Vulnerability Data

Key Vulnerability Management Terminology

A cybersecurity vulnerability is a flaw in a computer system that enables an adversary to gain direct access to a network or system to compromise security and inflict harm.

Common Vulnerability Exposures (CVE)

Common Vulnerabilities and Exposures (CVE) is the database of such known cybersecurity vulnerabilities and exposures.

You can view the following information for all the asset types in all the vulnerability management stages:

  • The severity level reported by National Vulnerability Database
  • The package where vulnerability was found
  • The directory path to the package
  • The version in which the vulnerability was fixed

Common Vulnerability Scoring System (CVSS)

The Common Vulnerability Scoring System (CVSS) is used to assess the severity of information security vulnerabilities.

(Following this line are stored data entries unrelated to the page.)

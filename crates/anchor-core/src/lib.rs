pub mod bbox;
pub mod config;
mod error;
pub mod kmeans;
pub mod labels;
pub mod report;

pub use bbox::{box_iou, BBox, ImageSize};
pub use error::{AnchorError, Result};
pub use kmeans::{k_mean_cluster, run_k_mean, Clustering, KMeansConfig, StepOutcome};
use std::path::PathBuf;

pub type Result<T> = std::result::Result<T, AnchorError>;

#[derive(Debug, thiserror::Error)]
pub enum AnchorError {
    #[error("invalid argument: {0}")]
    InvalidArgument(String),

    #[error("malformed label record at line {line}: {reason}")]
    MalformedRecord { line: usize, reason: String },

    #[error("read {}", path.display())]
    Io {
        path: PathBuf,
        #[source]
        source: std::io::Error,
    },

    #[error("config: {0}")]
    Config(String),
}

impl AnchorError {
    pub(crate) fn invalid(msg: impl Into<String>) -> Self {
        AnchorError::InvalidArgument(msg.into())
    }

    pub(crate) fn malformed(line: usize, reason: impl Into<String>) -> Self {
        AnchorError::MalformedRecord { line, reason: reason.into() }
    }
}

/// `anyhow::ensure!`-style early return with an `InvalidArgument`.
macro_rules! ensure_arg {
    ($cond:expr, $($arg:tt)+) => {
        if !$cond {
            return Err($crate::error::AnchorError::InvalidArgument(format!($($arg)+)));
        }
    };
}
pub(crate) use ensure_arg;
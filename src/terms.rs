use std::collections::HashSet;

use indicatif::{ProgressBar, ProgressStyle};
use serde::Serialize;
use tracing::{info, warn};

use crate::error::Result;
use crate::fetch;

/// Closed set of term kinds, serialized with the original index vocabulary.
#[derive(Debug, Clone, Copy, PartialEq, Eq, Serialize)]
pub enum TermKind {
    #[serde(rename = "Eigenschap")]
    Property,
    #[serde(rename = "Klasse")]
    Class,
    #[serde(rename = "Context")]
    Context,
}

/// Terminology document as published to the search index, derived from one
/// (page URL, fragment identifier) pair.
#[derive(Debug, Clone, PartialEq, Serialize)]
pub struct TermRecord {
    pub url: String,
    pub name: String,
    pub keywords: Vec<String>,
    #[serde(rename = "type")]
    pub kind: TermKind,
}

/// What a batch run produced: the records plus the pages whose fetch
/// failed and therefore contributed zero terms.
pub struct ExtractionSummary {
    pub terms: Vec<TermRecord>,
    pub failed_pages: Vec<String>,
}

pub struct TermExtractor {
    client: reqwest::Client,
    ignored_anchors: Vec<String>,
}

impl TermExtractor {
    pub fn new(client: reqwest::Client, ignored_anchors: Vec<String>) -> Self {
        Self {
            client,
            ignored_anchors,
        }
    }

    /// Fetch one page and classify its fragment anchors. Fails with a
    /// Network error when the page cannot be retrieved.
    pub async fn extract_terms(&self, page_url: &str) -> Result<Vec<TermRecord>> {
        let body = fetch::fetch_text(&self.client, page_url).await?;
        Ok(terms_from_body(page_url, &body, &self.ignored_anchors))
    }

    /// Extract terms for a batch of pages, one page at a time in sitemap
    /// order. A failing page yields zero terms and is reported in the
    /// summary; it never aborts the batch. Records are deduplicated on
    /// their canonical URL across the whole batch.
    pub async fn extract_all(&self, page_urls: &[String]) -> ExtractionSummary {
        let pb = ProgressBar::new(page_urls.len() as u64);
        pb.set_style(
            ProgressStyle::default_bar()
                .template("[{elapsed_precise}] {bar:40} {pos}/{len} ({per_sec}, eta {eta})")
                .unwrap()
                .progress_chars("=> "),
        );

        let mut seen: HashSet<String> = HashSet::new();
        let mut terms = Vec::new();
        let mut failed_pages = Vec::new();

        for url in page_urls {
            match self.extract_terms(url).await {
                Ok(records) => {
                    for record in records {
                        if seen.insert(record.url.clone()) {
                            terms.push(record);
                        }
                    }
                }
                Err(e) => {
                    warn!("Term extraction failed for {}: {}", url, e);
                    failed_pages.push(url.clone());
                }
            }
            pb.inc(1);
        }

        pb.finish_and_clear();
        info!(
            "Extracted {} terms from {} pages ({} pages failed)",
            terms.len(),
            page_urls.len(),
            failed_pages.len()
        );
        ExtractionSummary {
            terms,
            failed_pages,
        }
    }
}

/// Classify every fragment anchor in an HTML body into term records.
/// Targets pointing outside the page and anchors on the ignore-list are
/// skipped.
pub fn terms_from_body(page_url: &str, body: &str, ignored_anchors: &[String]) -> Vec<TermRecord> {
    fetch::extract_hrefs(body)
        .into_iter()
        .filter(|href| href.starts_with('#'))
        .filter(|href| !ignored_anchors.iter().any(|a| a == href))
        .filter_map(|href| term_from_fragment(page_url, &href))
        .collect()
}

/// Build one term record from a raw fragment target.
///
/// `%3A` is the percent-encoded namespace separator and becomes `.`
/// everywhere. `%20` is decoded to a space for the name and keywords only;
/// the canonical URL keeps the raw encoding so the link stays valid.
fn term_from_fragment(page_url: &str, raw: &str) -> Option<TermRecord> {
    let normalized = raw.replace("%3A", ".");
    let frag = normalized.strip_prefix('#')?;
    if frag.is_empty() {
        return None;
    }

    let decoded = frag.replace("%20", " ");
    let mut keywords: Vec<String> = decoded.split('.').map(|s| s.to_string()).collect();

    if frag.contains("jsonld") {
        // A jsonld anchor only occurs on application profile pages; the
        // context document lives under /context/, not behind the anchor.
        let ap_name = application_profile_name(page_url);
        keywords.push(ap_name.clone());
        let last_keyword = keywords.last().cloned().unwrap_or_default();
        let url = if page_url.ends_with('/') {
            // Legacy toolchain generation: profile URLs carry a trailing
            // slash and contexts hang off the site root.
            format!("{}/context/{}.jsonld", site_root(page_url), last_keyword)
        } else {
            format!("{}/context/{}.jsonld", page_url, last_keyword)
        };
        return Some(TermRecord {
            url,
            name: format!("JSON-LD context van {}", ap_name),
            keywords,
            kind: TermKind::Context,
        });
    }

    let is_property = frag
        .chars()
        .next()
        .map(|c| !c.is_uppercase())
        .unwrap_or(true)
        || frag.contains('.');
    let name = frag
        .rsplit('.')
        .next()
        .unwrap_or(frag)
        .replace("%20", " ");

    Some(TermRecord {
        url: format!("{}{}", page_url, normalized),
        name,
        keywords,
        kind: if is_property {
            TermKind::Property
        } else {
            TermKind::Class
        },
    })
}

/// Path segment following the literal `applicatieprofiel` segment of an
/// application profile URL.
fn application_profile_name(url: &str) -> String {
    let mut segments = url.split('/').filter(|s| !s.is_empty());
    while let Some(segment) = segments.next() {
        if segment == "applicatieprofiel" {
            return segments.next().unwrap_or_default().to_string();
        }
    }
    String::new()
}

/// Scheme plus host of a URL, without the path.
fn site_root(url: &str) -> &str {
    match url.find("://") {
        Some(i) => match url[i + 3..].find('/') {
            Some(j) => &url[..i + 3 + j],
            None => url,
        },
        None => url,
    }
}

// ── Tests ──
use std::fmt;
use std::io::Write;
use std::path::Path;

use quick_xml::escape::escape;
use tempfile::NamedTempFile;
use tracing::info;

use crate::error::{IndexerError, Result};

const SITEMAP_NS: &str = "http://www.sitemaps.org/schemas/sitemap/0.9";

/// One `<url>` element of the sitemap schema. Unique by `loc` within a
/// snapshot.
#[derive(Debug, Clone, PartialEq)]
pub struct SitemapEntry {
    pub loc: String,
    pub lastmod: String,
    pub changefreq: ChangeFreq,
    pub priority: f32,
}

/// Closed `<changefreq>` set of the sitemap schema.
#[derive(Debug, Clone, Copy, PartialEq, Eq)]
pub enum ChangeFreq {
    Always,
    Hourly,
    Daily,
    Weekly,
    Monthly,
    Yearly,
    Never,
}

impl ChangeFreq {
    fn parse(s: &str) -> Result<Self> {
        match s {
            "always" => Ok(ChangeFreq::Always),
            "hourly" => Ok(ChangeFreq::Hourly),
            "daily" => Ok(ChangeFreq::Daily),
            "weekly" => Ok(ChangeFreq::Weekly),
            "monthly" => Ok(ChangeFreq::Monthly),
            "yearly" => Ok(ChangeFreq::Yearly),
            "never" => Ok(ChangeFreq::Never),
            other => Err(IndexerError::Parse(format!(
                "unknown changefreq value: {other}"
            ))),
        }
    }

    fn as_str(&self) -> &'static str {
        match self {
            ChangeFreq::Always => "always",
            ChangeFreq::Hourly => "hourly",
            ChangeFreq::Daily => "daily",
            ChangeFreq::Weekly => "weekly",
            ChangeFreq::Monthly => "monthly",
            ChangeFreq::Yearly => "yearly",
            ChangeFreq::Never => "never",
        }
    }
}

impl fmt::Display for ChangeFreq {
    fn fmt(&self, f: &mut fmt::Formatter<'_>) -> fmt::Result {
        f.write_str(self.as_str())
    }
}

/// Load the sitemap at `path`. Io if the file is absent or unreadable,
/// Parse on malformed XML or an incomplete `<url>` element.
pub fn load(path: &Path) -> Result<Vec<SitemapEntry>> {
    let xml = std::fs::read_to_string(path).map_err(|source| IndexerError::Io {
        path: path.to_path_buf(),
        source,
    })?;
    parse_urlset(&xml)
}

/// Parse a urlset document into entries, in document order.
pub fn parse_urlset(xml: &str) -> Result<Vec<SitemapEntry>> {
    let mut reader = quick_xml::Reader::from_str(xml);
    let mut entries = Vec::new();
    let mut in_url = false;
    let mut field: Option<Field> = None;
    let mut partial = Partial::default();
    let mut buf = Vec::new();

    loop {
        match reader.read_event_into(&mut buf) {
            Ok(quick_xml::events::Event::Start(e)) => match e.name().as_ref() {
                b"url" => {
                    in_url = true;
                    partial = Partial::default();
                }
                b"loc" if in_url => field = Some(Field::Loc),
                b"lastmod" if in_url => field = Some(Field::Lastmod),
                b"changefreq" if in_url => field = Some(Field::Changefreq),
                b"priority" if in_url => field = Some(Field::Priority),
                _ => {}
            },
            Ok(quick_xml::events::Event::Text(e)) => {
                if let Some(f) = field {
                    let text = e
                        .unescape()
                        .map_err(|e| IndexerError::Parse(e.to_string()))?
                        .to_string();
                    partial.set(f, text);
                }
            }
            Ok(quick_xml::events::Event::End(e)) => match e.name().as_ref() {
                b"url" => {
                    entries.push(partial.finish(entries.len())?);
                    partial = Partial::default();
                    in_url = false;
                }
                b"loc" | b"lastmod" | b"changefreq" | b"priority" => field = None,
                _ => {}
            },
            Ok(quick_xml::events::Event::Eof) => break,
            Err(e) => return Err(IndexerError::Parse(e.to_string())),
            _ => {}
        }
        buf.clear();
    }
    Ok(entries)
}

#[derive(Clone, Copy)]
enum Field {
    Loc,
    Lastmod,
    Changefreq,
    Priority,
}

#[derive(Default)]
struct Partial {
    loc: Option<String>,
    lastmod: Option<String>,
    changefreq: Option<String>,
    priority: Option<String>,
}

impl Partial {
    fn set(&mut self, field: Field, text: String) {
        match field {
            Field::Loc => self.loc = Some(text),
            Field::Lastmod => self.lastmod = Some(text),
            Field::Changefreq => self.changefreq = Some(text),
            Field::Priority => self.priority = Some(text),
        }
    }

    fn finish(self, index: usize) -> Result<SitemapEntry> {
        let missing =
            |name: &str| IndexerError::Parse(format!("url element {index} is missing <{name}>"));
        let loc = self.loc.ok_or_else(|| missing("loc"))?;
        let lastmod = self.lastmod.ok_or_else(|| missing("lastmod"))?;
        let changefreq = ChangeFreq::parse(&self.changefreq.ok_or_else(|| missing("changefreq"))?)?;
        let priority = self
            .priority
            .ok_or_else(|| missing("priority"))?
            .parse::<f32>()
            .map_err(|e| IndexerError::Parse(format!("bad priority for {loc}: {e}")))?;
        Ok(SitemapEntry {
            loc,
            lastmod,
            changefreq,
            priority,
        })
    }
}

/// Serialize entries into the fixed urlset schema.
pub fn to_xml(entries: &[SitemapEntry]) -> String {
    let mut xml = String::with_capacity(entries.len() * 160 + 128);
    xml.push_str("<?xml version=\"1.0\" encoding=\"UTF-8\"?>\n");
    xml.push_str(&format!("<urlset xmlns=\"{SITEMAP_NS}\">\n"));
    for entry in entries {
        xml.push_str("  <url>\n");
        xml.push_str(&format!("    <loc>{}</loc>\n", escape(entry.loc.as_str())));
        xml.push_str(&format!(
            "    <lastmod>{}</lastmod>\n",
            escape(entry.lastmod.as_str())
        ));
        xml.push_str(&format!(
            "    <changefreq>{}</changefreq>\n",
            entry.changefreq
        ));
        xml.push_str(&format!("    <priority>{}</priority>\n", entry.priority));
        xml.push_str("  </url>\n");
    }
    xml.push_str("</urlset>\n");
    xml
}

/// Write entries to `path`, fully replacing prior content. The new document
/// is staged in a temp file next to the destination and renamed into place,
/// so a failure partway leaves the previous file intact.
pub fn save(path: &Path, entries: &[SitemapEntry]) -> Result<()> {
    let io_err = |source| IndexerError::Io {
        path: path.to_path_buf(),
        source,
    };

    let xml = to_xml(entries);
    let dir = match path.parent() {
        Some(p) if !p.as_os_str().is_empty() => p,
        _ => Path::new("."),
    };
    std::fs::create_dir_all(dir).map_err(io_err)?;

    let mut tmp = NamedTempFile::new_in(dir).map_err(io_err)?;
    tmp.write_all(xml.as_bytes()).map_err(io_err)?;
    tmp.persist(path).map_err(|e| io_err(e.error))?;

    info!("Wrote {} entries to {}", entries.len(), path.display());
    Ok(())
}

// ── Tests ──

#[cfg(test)]
mod tests {
    use super::*;

    fn entry(loc: &str) -> SitemapEntry {
        SitemapEntry {
            loc: loc.to_string(),
            lastmod: "2019-03-01".to_string(),
            changefreq: ChangeFreq::Monthly,
            priority: 0.5,
        }
    }

    #[test]
    fn save_then_load_round_trips() {
        let dir = tempfile::tempdir().unwrap();
        let path = dir.path().join("sitemap.xml");
        let entries = vec![
            entry("https://data.vlaanderen.be/"),
            entry("https://data.vlaanderen.be/ns/adres?a=1&b=2"),
        ];

        save(&path, &entries).unwrap();
        let loaded = load(&path).unwrap();
        assert_eq!(loaded, entries);
    }

    #[test]
    fn save_replaces_previous_content() {
        let dir = tempfile::tempdir().unwrap();
        let path = dir.path().join("sitemap.xml");

        save(&path, &[entry("https://data.vlaanderen.be/a")]).unwrap();
        save(&path, &[entry("https://data.vlaanderen.be/b")]).unwrap();

        let loaded = load(&path).unwrap();
        assert_eq!(loaded.len(), 1);
        assert_eq!(loaded[0].loc, "https://data.vlaanderen.be/b");
    }

    #[test]
    fn load_missing_file_is_io_error() {
        let dir = tempfile::tempdir().unwrap();
        let err = load(&dir.path().join("absent.xml")).unwrap_err();
        assert!(matches!(err, IndexerError::Io { .. }));
    }

    #[test]
    fn malformed_xml_is_parse_error() {
        let err = parse_urlset("<urlset><url><loc>x</url>").unwrap_err();
        assert!(matches!(err, IndexerError::Parse(_)));
    }

    #[test]
    fn incomplete_url_element_is_parse_error() {
        let xml = "<urlset><url><loc>https://x</loc><lastmod>2019-01-01</lastmod>\
                   <changefreq>monthly</changefreq></url></urlset>";
        let err = parse_urlset(xml).unwrap_err();
        assert!(matches!(err, IndexerError::Parse(_)));
    }

    #[test]
    fn unknown_changefreq_is_parse_error() {
        let xml = "<urlset><url><loc>https://x</loc><lastmod>2019-01-01</lastmod>\
                   <changefreq>sometimes</changefreq><priority>0.5</priority></url></urlset>";
        let err = parse_urlset(xml).unwrap_err();
        assert!(matches!(err, IndexerError::Parse(_)));
    }
}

Each entry in the CVE database is assigned a corresponding CVSS score, which quantifies the severity of the vulnerability.

You can view the following information for all the asset types in all the vulnerability management stages:

  • The sources selected for score calculation.

    For example, National Vulnerability Database

  • The CVSS Score and version

  • The date when the vulnerability was discovered.

CISA Known Exploited Vulnerabilities (KEV)

The Known Exploited Vulnerabilities (KEV) Catalog maintained by CISA (Cybersecurity and infrastructure Security Agency). It is the list of software flaws that have already been exploited in the real-world.

You can view the following information for all the asset types in all the vulnerability management stages:

  • The date when the vulnerability was added to the KEV catalog
  • The deadline for when the vulnerability should have a fix
  • If the vulnerability has been used in any Ransomware campaigns

Exploit

An exploit is a software program created to identify and exploit security flaws or vulnerabilities present in a system.

You can view the following information for all the asset types in all the vulnerability management stages:

  • Link to the existing exploit PoC or source code
  • The date when the exploit was disclosed.

Exploit Prediction Scoring System (EPSS)

EPSS (Exploit Prediction Scoring System) is a data-driven metric developed by FIRST.org that estimates the likelihood of a vulnerability being exploited in the wild. EPSS scoring includes:

  • EPSS Score: Represents the probability (from 0 to 1) that a specific vulnerability will be exploited, allowing prioritization based on real-world risk. For example, a vulnerability with an EPSS score of 0.75 has a 75% probability of exploitation based on current threat data.

  • Percentile: Shows how the vulnerability ranks relative to others, offering context on its exploitation likelihood compared to the broader vulnerability landscape. For instance, if a vulnerability’s score places it in the 85th percentile, it ranks in the top 15% of vulnerabilities likely to be exploited, signaling it as a higher priority.

  • Timestamp: Indicates when the score was last updated, ensuring users are working with the most recent exploitability data for informed decision-making.

Calculation Context:

  • EPSS Score Calculation: Scores are generated using machine learning models that analyze historical exploitation data, exploit code availability, and other threat intelligence sources.
  • Percentile Calculation: Percentiles are determined by comparing this vulnerability’s score to the distribution of all vulnerability scores, clarifying its rank in the current risk landscape.